Thomas Davis (15 February 1804 – 11 November 1887) was a Church of England clergyman and hymn writer.
The son of the Rev. Richard Francis Davis DD (ca. 1766–1844), by his marriage to Sarah Stable, Davis was born at Worcester, where his father had been Rector since 1795,[1] and was educated at Queen's College, Oxford, graduating Bachelor of Arts in 1832. He later proceeded Master of Arts.[2][3] In 1833 Davis was ordained a priest and became his father's curate at Worcester, and in 1840 he was appointed Vicar of Roundhay near Leeds in Yorkshire.[3] Davis's father died at the age of seventy-eight on Christmas Day, 1844, of "a violent cold".[4]

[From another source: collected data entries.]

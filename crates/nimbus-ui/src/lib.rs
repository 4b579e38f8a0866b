//! Terminal presentation for Nimbus: intents in, dashboard text out.
//!
//! The controller owns all session state. Network work runs on a tokio
//! runtime and reports back over an mpsc channel that the controller drains
//! on its own thread.

pub mod controller;
pub mod error_mapping;
pub mod intent;
pub mod services;
pub mod session;
pub mod suggestions;
pub mod view;

pub use controller::DashboardController;
pub use error_mapping::IntoAppError;
pub use intent::Intent;
pub use services::{
    CountdownTicker, SpeechRecognizer, StdinDictation, UnsupportedSpeech, WeatherServiceMessage,
    WeatherServices,
};
pub use session::SessionState;
pub use suggestions::{CitySuggestions, MAJOR_CITIES};
pub use view::DashboardView;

On 10 December 1839, at Stratford-upon-Avon, Davis married Christiana Maria Hobbes, a daughter of Robert Hobbes, attorney-at-law,[5] and between 1843 and 1851 they had six children, Christiana F., Arthur Sladen, Henry Champney, Mary Sarah, Harriet Albina, and Emily Judith. Davis died on 11 November 1887 at Heslington, Yorkshire, aged eighty-three, while his widow survived him until 1899.[2][6][7]
Davis's daughter Harriet Albina (1850–1892) married Francis Martineau Lupton of Leeds, whose daughter Olive Christiana Lupton (1881–1936) was the grandmother of Michael Francis Middleton, father of Catherine, Duchess of Cambridge and Pippa Middleton.[8]
Davis's notable hymns include Sing, ye seraphs in the sky and O Paradise eternal![3]